Bleu sur bleu

                    After the Great War,
                                        for a poilu from his paramour—

                                                            Some lines on viewing
                                                                                a picture painted by Una Gray,1
                                                            entitled the same—

Against a wall, annual reigns
     fall to allow riders to be
     swallowed by what we all call Fate’s
     troubling pace, throwing to their face
     kings anticipating old ways
     to save them gracing the front page.

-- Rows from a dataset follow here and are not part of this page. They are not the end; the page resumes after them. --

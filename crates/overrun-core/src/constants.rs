//! Simulation constants and tuning parameters.

/// Simulation tick rate used by the host loop (Hz).
pub const TICK_RATE: u32 = 30;

/// Seconds per tick at the default tick rate.
pub const DT: f64 = 1.0 / TICK_RATE as f64;

// --- Arena ---

/// Arena radius in meters. Spawn points sit on this ring.
pub const ARENA_RADIUS: f64 = 25.0;

/// Number of default spawn points around the arena perimeter.
pub const SPAWN_POINT_COUNT: u32 = 3;

// --- Wave spawner defaults ---

/// Delay before the first wave of a round (seconds).
pub const INITIAL_SPAWN_DELAY: f64 = 1.0;

/// Minimum interval between successive spawns (seconds). Also the re-poll
/// interval while blocked on the population cap.
pub const MINIMUM_SPAWN_INTERVAL: f64 = 1.0;

/// Delay between waves within a round (seconds).
pub const MINIMUM_WAVE_DELAY: f64 = 5.0;

/// Number of spawns attempted per wave.
pub const SPAWNS_PER_WAVE: u32 = 5;

/// Maximum simultaneously-live enemies. -1 disables the cap.
pub const MAX_ACTIVE_ENEMIES: i32 = 30;

// --- Match flow ---

/// Warmup countdown before a round starts (seconds).
pub const WARMUP_DELAY: f64 = 1.0;

/// Countdown before the match ends once the end condition holds (seconds).
pub const END_DELAY: f64 = 1.0;

/// Delay in the End state before a restart is requested (seconds).
pub const RESTART_DELAY: f64 = 3.0;

// --- Participants ---

/// Health a participant starts the match with.
pub const PLAYER_STARTING_HEALTH: i32 = 100;

/// Per-round max-health boost as a fraction of base health.
pub const HEALTH_BOOST_PER_ROUND: f64 = 0.1;

/// Cap on the cumulative max-health multiplier.
pub const MAX_HEALTH_MULTIPLIER: f64 = 3.0;

// --- Enemy archetypes ---

/// Shambler walk speed (m/s).
pub const SHAMBLER_SPEED: f64 = 3.0;

/// Shambler starting health.
pub const SHAMBLER_HEALTH: i32 = 100;

/// Shambler score value.
pub const SHAMBLER_SCORE: u32 = 10;

/// Lurker walk speed (m/s).
pub const LURKER_SPEED: f64 = 4.5;

/// Lurker starting health.
pub const LURKER_HEALTH: i32 = 150;

/// Lurker score value.
pub const LURKER_SCORE: u32 = 20;

/// Brute walk speed (m/s).
pub const BRUTE_SPEED: f64 = 2.0;

/// Brute starting health.
pub const BRUTE_HEALTH: i32 = 600;

/// Brute score value.
pub const BRUTE_SCORE: u32 = 50;

// --- Enemy combat ---

/// Range at which an enemy can strike its target (meters).
pub const ENEMY_ATTACK_RANGE: f64 = 1.5;

/// Interval between enemy strikes (seconds).
pub const ENEMY_ATTACK_INTERVAL: f64 = 0.5;

/// Damage dealt per strike by a Shambler.
pub const SHAMBLER_ATTACK_DAMAGE: i32 = 10;

/// Damage dealt per strike by a Lurker.
pub const LURKER_ATTACK_DAMAGE: i32 = 20;

/// Damage dealt per strike by a Brute.
pub const BRUTE_ATTACK_DAMAGE: i32 = 30;

/// Brute strike reach (meters); longer arms than the small archetypes.
pub const BRUTE_ATTACK_RANGE: f64 = 2.0;

// --- Cleanup ---

/// Time a dead enemy lingers (sinking) before despawn (seconds).
pub const ENEMY_SINK_DURATION: f64 = 2.0;
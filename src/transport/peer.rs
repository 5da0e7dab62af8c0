//! Host-provided peer connection and media capture capabilities.
//!
//! The transport drives these traits through one offer/answer handshake per
//! connection. Implementations report asynchronous activity (channel
//! readiness, inbound messages, remote tracks) as [`PeerEvent`]s on the sender
//! handed to [`PeerFactory::create`], in the order it happened.

use std::fmt;
use std::sync::Arc;

use async_trait::async_trait;
use tokio::sync::mpsc;

use crate::error::MurmurError;

/// Label of the ordered JSON control channel.
pub const CONTROL_CHANNEL_LABEL: &str = "oai-events";

/// Media-level connection state reported by the peer.
#[derive(Debug, Clone, Copy, PartialEq, Eq)]
pub enum PeerConnectionState {
    Connecting,
    Connected,
    Disconnected,
    Failed,
    Closed,
}

/// Activity reported by a peer connection.
pub enum PeerEvent {
    ConnectionState(PeerConnectionState),
    ChannelOpen,
    ChannelClosed,
    ChannelMessage(String),
    ChannelError(String),
    /// A remote media track arrived (assistant speech).
    RemoteTrack(Arc<dyn MediaTrack>),
}

impl fmt::Debug for PeerEvent {
    fn fmt(&self, f: &mut fmt::Formatter<'_>) -> fmt::Result {
        match self {
            Self::ConnectionState(state) => f.debug_tuple("ConnectionState").field(state).finish(),
            Self::ChannelOpen => f.write_str("ChannelOpen"),
            Self::ChannelClosed => f.write_str("ChannelClosed"),
            Self::ChannelMessage(text) => f.debug_tuple("ChannelMessage").field(text).finish(),
            Self::ChannelError(text) => f.debug_tuple("ChannelError").field(text).finish(),
            Self::RemoteTrack(track) => f.debug_tuple("RemoteTrack").field(&track.id()).finish(),
        }
    }
}

/// A local or remote audio track.
pub trait MediaTrack: Send + Sync {
    fn id(&self) -> &str;

    /// Stop the track and release the underlying device. Idempotent.
    fn stop(&self);

    fn is_live(&self) -> bool;
}

/// Microphone acquisition.
#[async_trait]
pub trait MediaDevices: Send + Sync {
    async fn open_microphone(&self) -> Result<Arc<dyn MediaTrack>, MurmurError>;
}

/// One peer-to-peer media + data connection.
#[async_trait]
pub trait PeerConnection: Send + Sync {
    /// Attach a local track as an outbound media source.
    fn add_local_track(&self, track: Arc<dyn MediaTrack>) -> Result<(), MurmurError>;

    /// Request one receive-only audio transceiver.
    fn add_receive_only_audio(&self) -> Result<(), MurmurError>;

    /// Create the ordered, reliable control channel.
    fn create_control_channel(&self, label: &str) -> Result<(), MurmurError>;

    /// Create the local offer and apply it; returns the offer SDP.
    async fn create_offer(&self) -> Result<String, MurmurError>;

    async fn apply_answer(&self, sdp: &str) -> Result<(), MurmurError>;

    /// Send one text frame on the control channel.
    fn send(&self, payload: &str) -> Result<(), MurmurError>;

    fn close_control_channel(&self);

    /// Close the connection. Idempotent.
    fn close(&self);
}

/// Creates fresh peer connections, one per connect attempt.
pub trait PeerFactory: Send + Sync {
    fn create(
        &self,
        events: mpsc::UnboundedSender<PeerEvent>,
    ) -> Result<Arc<dyn PeerConnection>, MurmurError>;
}
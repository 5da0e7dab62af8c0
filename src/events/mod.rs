//! Realtime protocol events: inbound classification and outbound messages.

pub mod demux;
pub mod outbound;
pub mod wire;

pub use demux::{CompletedToolCall, Demultiplexer, PendingToolCall, SessionEvent, TurnBuffer};
pub use outbound::{ClientEvent, ClientEventBody, ConversationItem, ResponseRequest};
pub use wire::{classify, classify_message, WireKind, WIRE_EVENT_TABLE};
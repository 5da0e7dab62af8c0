//! `generate_image`: image generation through a server-side proxy.

use std::sync::Arc;
use std::time::Duration;

use async_trait::async_trait;
use base64::Engine;
use serde::{Deserialize, Serialize};
use serde_json::{json, Value};

use super::arguments::ToolArguments;
use super::tool::Tool;
use super::types::ToolParameters;
use crate::config::MurmurConfig;
use crate::error::MurmurError;
use crate::http::shared_client;
use crate::util::timeout::with_timeout;

pub const IMAGE_TOOL_NAME: &str = "generate_image";

/// Sizes the model may request.
pub const IMAGE_SIZES: &[&str] = &["512x512", "1024x1024", "2048x2048"];

const DEFAULT_TIMEOUT: Duration = Duration::from_secs(120);

/// An image returned by the proxy.
#[derive(Debug, Clone, PartialEq, Serialize, Deserialize)]
pub struct GeneratedImage {
    /// `data:image/png;base64,...` URI (or bare base64).
    pub image_base64: String,
    pub prompt: String,
    pub size: String,
    #[serde(default, skip_serializing_if = "Option::is_none")]
    pub revised_prompt: Option<String>,
}

impl GeneratedImage {
    /// Decode the image bytes from the data URI payload.
    pub fn decode_png(&self) -> Result<Vec<u8>, MurmurError> {
        let payload = match self.image_base64.split_once(";base64,") {
            Some((_, data)) => data,
            None => self.image_base64.as_str(),
        };
        base64::engine::general_purpose::STANDARD
            .decode(payload.trim())
            .map_err(|e| MurmurError::InvalidArgument(format!("Invalid image payload: {e}")))
    }
}

/// Receives every successfully generated image.
pub type ImageSink = Arc<dyn Fn(&GeneratedImage) + Send + Sync>;

#[derive(Debug, Deserialize)]
struct ProxyResponse {
    image_base64: Option<String>,
    revised_prompt: Option<String>,
}

pub struct ImageGenerationTool {
    endpoint: String,
    default_size: String,
    timeout: Duration,
    parameters: ToolParameters,
    sink: Option<ImageSink>,
}

impl ImageGenerationTool {
    pub fn new(endpoint: impl Into<String>, default_size: impl Into<String>) -> Self {
        Self {
            endpoint: endpoint.into(),
            default_size: default_size.into(),
            timeout: DEFAULT_TIMEOUT,
            parameters: ToolParameters::object()
                .string("prompt", "Detailed image prompt", true)
                .string_enum("size", "Image size", IMAGE_SIZES, false)
                .build(),
            sink: None,
        }
    }

    pub fn from_config(config: &MurmurConfig) -> Self {
        Self::new(config.image_endpoint.clone(), config.image_default_size.clone())
    }

    pub fn with_timeout(mut self, timeout: Duration) -> Self {
        self.timeout = timeout;
        self
    }

    pub fn with_sink(mut self, sink: impl Fn(&GeneratedImage) + Send + Sync + 'static) -> Self {
        self.sink = Some(Arc::new(sink));
        self
    }

    async fn request(&self, prompt: &str, size: &str) -> Result<ProxyResponse, MurmurError> {
        with_timeout(self.timeout, async {
            let response = shared_client()
                .post(&self.endpoint)
                .json(&json!({ "prompt": prompt, "size": size }))
                .send()
                .await?;

            let status = response.status();
            if !status.is_success() {
                let detail = response.text().await.unwrap_or_default();
                return Err(MurmurError::tool(
                    IMAGE_TOOL_NAME,
                    format!("image_generation_failed (status {}): {detail}", status.as_u16()),
                ));
            }
            Ok(response.json::<ProxyResponse>().await?)
        })
        .await
    }
}

#[async_trait]
impl Tool for ImageGenerationTool {
    fn name(&self) -> &str {
        IMAGE_TOOL_NAME
    }

    fn description(&self) -> &str {
        "Generate an image with the given prompt and optional size."
    }

    fn parameters(&self) -> &ToolParameters {
        &self.parameters
    }

    async fn execute(&self, args: &ToolArguments) -> Result<Value, MurmurError> {
        let Some(prompt) = args.get_trimmed("prompt") else {
            return Err(MurmurError::tool(IMAGE_TOOL_NAME, "missing_prompt"));
        };
        let size = args.get_trimmed("size").unwrap_or(&self.default_size);

        let response = self.request(prompt, size).await?;
        let image_base64 = response
            .image_base64
            .filter(|data| !data.is_empty())
            .ok_or_else(|| MurmurError::tool(IMAGE_TOOL_NAME, "image_generation_failed: empty image"))?;

        let image = GeneratedImage {
            image_base64,
            prompt: prompt.to_string(),
            size: size.to_string(),
            revised_prompt: response.revised_prompt,
        };
        tracing::info!(size = %image.size, "Generated image");
        if let Some(sink) = &self.sink {
            sink(&image);
        }
        Ok(serde_json::to_value(&image)?)
    }
}

impl std::fmt::Debug for ImageGenerationTool {
    fn fmt(&self, f: &mut std::fmt::Formatter<'_>) -> std::fmt::Result {
        f.debug_struct("ImageGenerationTool")
            .field("endpoint", &self.endpoint)
            .field("default_size", &self.default_size)
            .finish()
    }
}
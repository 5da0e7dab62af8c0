//! Timeout helper.

use std::future::Future;
use std::time::Duration;

use crate::error::MurmurError;

/// Wrap a future with a timeout; an elapsed deadline becomes [`MurmurError::Timeout`].
pub async fn with_timeout<T>(
    duration: Duration,
    future: impl Future<Output = Result<T, MurmurError>>,
) -> Result<T, MurmurError> {
    match tokio::time::timeout(duration, future).await {
        Ok(result) => result,
        Err(_) => Err(MurmurError::Timeout(duration.as_millis() as u64)),
    }
}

In a storm of headlines you page
     through, moving to what name always
     eludes you, I save you with face
     giving headway, tugging your reins
     with a nod when you shrug, poor Fate
     concerned we wouldn’t make it, be

     condemned never to meet, or be
     taking for granted, instead, Fate’s
     plan of bringing together rains
     better spent on tears, than on page-
     after-page of conditions faced
     whether or not torn, we part ways.

Stations after war’s stationed ways,
     in crowds’ and queues’ platform waves, face-
     on we face for a spell no page
     can take, capture, or break, to be
     depicted in a spread arraigns
     querents who tempt their cards, when Fate

     calls on us to draw again, Fate
     near-fatal, almost lethal, reigns
     too-long-to-handle, for to be
     holding hands, while wearing crowns, weighs
     against fortune worth more than page
     or undying fame records, face

     and portrait immortal when face
     and soul both perform without page
     to refer to, silence, in ways
     no voice can outdo, does what Fate
     wants to but won’t: says to us, ‘Be
     who you are and take-up love’s reins.’

                    Bleu sur bleu, uniforms weep rains
                         fields killing feelings fought with Fate
                         to parch, hearts deluge(d) in new ways.

__________
1Una Gray, “Bleu sur Bleu,” circa 1920, oil on canvas, 100.3 × 64.6 cm, accession number 1928.3, Art Gallery of Nova Scotia, Halifax.